PROBLEM STATEMENT:
Every single entry must be reproduced precisely.

[Dataset records]
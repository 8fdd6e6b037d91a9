use std::sync::Arc;

use serde::{Deserialize, Serialize};

use super::helpers::quote_ident;
use crate::error::{RelqError, Result};

/// A column optionally qualified by the table/relation alias it is read from.
#[derive(Debug, Clone, PartialEq, Eq, Hash)]
pub struct ColumnPath {
    source: Option<Arc<str>>,
    column: Arc<str>,
}

impl ColumnPath {
    pub fn new(column: &str) -> Self {
        Self {
            source: None,
            column: Arc::from(column),
        }
    }

    pub fn qualified(source: &str, column: &str) -> Self {
        Self {
            source: Some(Arc::from(source)),
            column: Arc::from(column),
        }
    }

    pub fn source(&self) -> Option<&str> {
        self.source.as_deref()
    }

    pub fn column(&self) -> &str {
        &self.column
    }

    pub fn to_sql(&self) -> Result<String> {
        let col = quote_ident(&self.column)?;
        match &self.source {
            Some(src) => Ok(format!("{}.{col}", quote_ident(src)?)),
            None => Ok(col),
        }
    }
}

impl std::fmt::Display for ColumnPath {
    fn fmt(&self, f: &mut std::fmt::Formatter<'_>) -> std::fmt::Result {
        self.to_sql().map_err(|_| std::fmt::Error).and_then(|s| f.write_str(&s))
    }
}

/// Aggregate applied to a selected column.
#[derive(Debug, Clone, Copy, PartialEq, Eq, Hash, Serialize, Deserialize)]
#[serde(rename_all = "snake_case")]
pub enum AggregateFunction {
    Count,
    CountDistinct,
    Sum,
    Min,
    Max,
    Avg,
    /// All values of the group collected into a JSON array.
    List,
}

impl AggregateFunction {
    fn wrap(&self, expr: &str) -> String {
        match self {
            AggregateFunction::Count => format!("COUNT({expr})"),
            AggregateFunction::CountDistinct => format!("COUNT(DISTINCT {expr})"),
            AggregateFunction::Sum => format!("SUM({expr})"),
            AggregateFunction::Min => format!("MIN({expr})"),
            AggregateFunction::Max => format!("MAX({expr})"),
            AggregateFunction::Avg => format!("AVG({expr})"),
            AggregateFunction::List => format!("JSON_ARRAYAGG({expr})"),
        }
    }

    /// Result type given the aggregated column's type.
    pub fn result_type(&self, input_type: &str) -> String {
        match self {
            AggregateFunction::Count | AggregateFunction::CountDistinct => "bigint".to_string(),
            AggregateFunction::Sum | AggregateFunction::Avg => "decimal".to_string(),
            AggregateFunction::Min | AggregateFunction::Max => input_type.to_string(),
            AggregateFunction::List => "json".to_string(),
        }
    }

    /// Whether the result can be NULL for a non-empty group.
    pub fn result_nullable(&self, input_nullable: bool) -> bool {
        match self {
            AggregateFunction::Count | AggregateFunction::CountDistinct => false,
            AggregateFunction::List => false,
            _ => input_nullable,
        }
    }
}

/// One entry of a SELECT list.
#[derive(Clone, PartialEq)]
pub struct Selector {
    source: Option<Arc<str>>,
    column: Arc<str>,
    alias: Option<Arc<str>>,
    aggregate: Option<AggregateFunction>,
}

impl Selector {
    pub fn new(column: &str) -> Self {
        Selector {
            source: None,
            column: Arc::from(column),
            alias: None,
            aggregate: None,
        }
    }

    pub fn source(&self) -> Option<&str> {
        self.source.as_deref()
    }

    pub fn column(&self) -> &str {
        &self.column
    }

    pub fn alias(&self) -> Option<&str> {
        self.alias.as_deref()
    }

    pub fn aggregate(&self) -> Option<AggregateFunction> {
        self.aggregate
    }

    /// Name of the column this selector produces.
    pub fn output_name(&self) -> &str {
        self.alias.as_deref().unwrap_or(&self.column)
    }

    pub fn set_source(mut self, source: &str) -> Self {
        self.source = Some(Arc::from(source));
        self
    }

    pub fn set_alias(mut self, alias: &str) -> Self {
        self.alias = Some(Arc::from(alias));
        self
    }

    pub fn set_aggregate(mut self, function: AggregateFunction) -> Self {
        self.aggregate = Some(function);
        self
    }

    pub fn to_sql(&self) -> Result<String> {
        let expr = if &*self.column == "*" {
            match &self.source {
                Some(src) => format!("{}.*", quote_ident(src)?),
                None => "*".to_string(),
            }
        } else {
            let col = quote_ident(&self.column)?;
            match &self.source {
                Some(src) => format!("{}.{col}", quote_ident(src)?),
                None => col,
            }
        };

        let expr = match self.aggregate {
            Some(AggregateFunction::Count) if &*self.column == "*" => {
                if self.source.is_some() {
                    return Err(RelqError::InvalidIdentifier(
                        "COUNT(*) cannot be qualified".into(),
                    ));
                }
                "COUNT(*)".to_string()
            }
            Some(f) => {
                if &*self.column == "*" {
                    return Err(RelqError::InvalidIdentifier(format!(
                        "cannot apply {f:?} to a wildcard"
                    )));
                }
                f.wrap(&expr)
            }
            None => expr,
        };

        match &self.alias {
            Some(_) if &*self.column == "*" && self.aggregate.is_none() => Err(
                RelqError::InvalidIdentifier("cannot alias a wildcard selector (`*` or `src.*`)".into()),
            ),
            Some(alias) => Ok(format!("{expr} AS {}", quote_ident(alias)?)),
            None => Ok(expr),
        }
    }
}

impl std::fmt::Debug for Selector {
    fn fmt(&self, f: &mut std::fmt::Formatter<'_>) -> std::fmt::Result {
        f.debug_struct("Selector")
            .field("source", &self.source.as_deref())
            .field("column", &self.column)
            .field("alias", &self.alias.as_deref())
            .field("aggregate", &self.aggregate)
            .finish()
    }
}

impl std::fmt::Display for Selector {
    fn fmt(&self, f: &mut std::fmt::Formatter<'_>) -> std::fmt::Result {
        self.to_sql().map_err(|_| std::fmt::Error).and_then(|s| f.write_str(&s))
    }
}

RESULT OF THIS EXERCISE:
repository 8fdd6e6b037d91a9
use std::sync::Arc;

use serde::{Deserialize, Serialize};

use super::helpers::quote_ident;
use crate::error::{RelqError, Result};

/// A column optionally qualified by the table/relation alias it is read from.
#[derive(Debug, Clone, PartialEq, Eq, Hash)]
pub struct ColumnPath {
    source: Option<Arc<str>>,
    column: Arc<str>,
}

impl ColumnPath {
    pub fn new(column: &str) -> Self {
        Self {
            source: None,
            column: Arc::from(column),
        }
    }

    pub fn qualified(source: &str, column: &str) -> Self {
        Self {
            source: Some(Arc::from(source)),
            column: Arc::from(column),
        }
    }

    pub fn source(&self) -> Option<&str> {
        self.source.as_deref()
    }

    pub fn column(&self) -> &str {
        &self.column
    }

    pub fn to_sql(&self) -> Result<String> {
        let col = quote_ident(&self.column)?;
        match &self.source {
            Some(src) => Ok(format!("{}.{col}", quote_ident(src)?)),
            None => Ok(col),
        }
    }
}

impl std::fmt::Display for ColumnPath {
    fn fmt(&self, f: &mut std::fmt::Formatter<'_>) -> std::fmt::Result {
        self.to_sql().map_err(|_| std::fmt::Error).and_then(|s| f.write_str(&s))
    }
}

/// Aggregate applied to a selected column.
#[derive(Debug, Clone, Copy, PartialEq, Eq, Hash, Serialize, Deserialize)]
#[serde(rename_all = "snake_case")]
pub enum AggregateFunction {
    Count,
    CountDistinct,
    Sum,
    Min,
    Max,
    Avg,
    /// All values of the group collected into a JSON array.
    List,
}

impl AggregateFunction {
    fn wrap(&self, expr: &str) -> String {
        match self {
            AggregateFunction::Count => format!("COUNT({expr})"),
            AggregateFunction::CountDistinct => format!("COUNT(DISTINCT {expr})"),
            AggregateFunction::Sum => format!("SUM({expr})"),
            AggregateFunction::Min => format!("MIN({expr})"),
            AggregateFunction::Max => format!("MAX({expr})"),
            AggregateFunction::Avg => format!("AVG({expr})"),
            AggregateFunction::List => format!("JSON_ARRAYAGG({expr})"),
        }
    }

    /// Result type given the aggregated column's type.
    pub fn result_type(&self, input_type: &str) -> String {
        match self {
            AggregateFunction::Count | AggregateFunction::CountDistinct => "bigint".to_string(),
            AggregateFunction::Sum | AggregateFunction::Avg => "decimal".to_string(),
            AggregateFunction::Min | AggregateFunction::Max => input_type.to_string(),
            AggregateFunction::List => "json".to_string(),
        }
    }

    /// Whether the result can be NULL for a non-empty group.
    pub fn result_nullable(&self, input_nullable: bool) -> bool {
        match self {
            AggregateFunction::Count | AggregateFunction::CountDistinct => false,
            AggregateFunction::List => false,
            _ => input_nullable,
        }
    }
}

/// One entry of a SELECT list.
#[derive(Clone, PartialEq)]
pub struct Selector {
    source: Option<Arc<str>>,
    column: Arc<str>,
    alias: Option<Arc<str>>,
    aggregate: Option<AggregateFunction>,
}

impl Selector {
    pub fn new(column: &str) -> Self {
        Selector {
            source: None,
            column: Arc::from(column),
            alias: None,
            aggregate: None,
        }
    }

    pub fn source(&self) -> Option<&str> {
        self.source.as_deref()
    }

    pub fn column(&self) -> &str {
        &self.column
    }

    pub fn alias(&self) -> Option<&str> {
        self.alias.as_deref()
    }

    pub fn aggregate(&self) -> Option<AggregateFunction> {
        self.aggregate
    }

    /// Name of the column this selector produces.
    pub fn output_name(&self) -> &str {
        self.alias.as_deref().unwrap_or(&self.column)
    }

    pub fn set_source(mut self, source: &str) -> Self {
        self.source = Some(Arc::from(source));
        self
    }

    pub fn set_alias(mut self, alias: &str) -> Self {
        self.alias = Some(Arc::from(alias));
        self
    }

    pub fn set_aggregate(mut self, function: AggregateFunction) -> Self {
        self.aggregate = Some(function);
        self
    }

    pub fn to_sql(&self) -> Result<String> {
        let expr = if &*self.column == "*" {
            match &self.source {
                Some(src) => format!("{}.*", quote_ident(src)?),
                None => "*".to_string(),
            }
        } else {
            let col = quote_ident(&self.column)?;
            match &self.source {
                Some(src) => format!("{}.{col}", quote_ident(src)?),
                None => col,
            }
        };

        let expr = match self.aggregate {
            Some(AggregateFunction::Count) if &*self.column == "*" => {
                if self.source.is_some() {
                    return Err(RelqError::InvalidIdentifier(
                        "COUNT(*) cannot be qualified".into(),
                    ));
                }
                "COUNT(*)".to_string()
            }
            Some(f) => {
                if &*self.column == "*" {
                    return Err(RelqError::InvalidIdentifier(format!(
                        "cannot apply {f:?} to a wildcard"
                    )));
                }
                f.wrap(&expr)
            }
            None => expr,
        };

        match &self.alias {
            Some(_) if &*self.column == "*" && self.aggregate.is_none() => Err(
                RelqError::InvalidIdentifier("cannot alias a wildcard selector (`*` or `src.*`)".into()),
            ),
            Some(alias) => Ok(format!("{expr} AS {}", quote_ident(alias)?)),
            None => Ok(expr),
        }
    }
}

impl std::fmt::Debug for Selector {
    fn fmt(&self, f: &mut std::fmt::Formatter<'_>) -> std::fmt::Result {
        f.debug_struct("Selector")
            .field("source", &self.source.as_deref())
            .field("column", &self.column)
            .field("alias", &self.alias.as_deref())
            .field("aggregate", &self.aggregate)
            .finish()
    }
}

impl std::fmt::Display for Selector {
    fn fmt(&self, f: &mut std::fmt::Formatter<'_>) -> std::fmt::Result {
        self.to_sql().map_err(|_| std::fmt::Error).and_then(|s| f.write_str(&s))
    }
}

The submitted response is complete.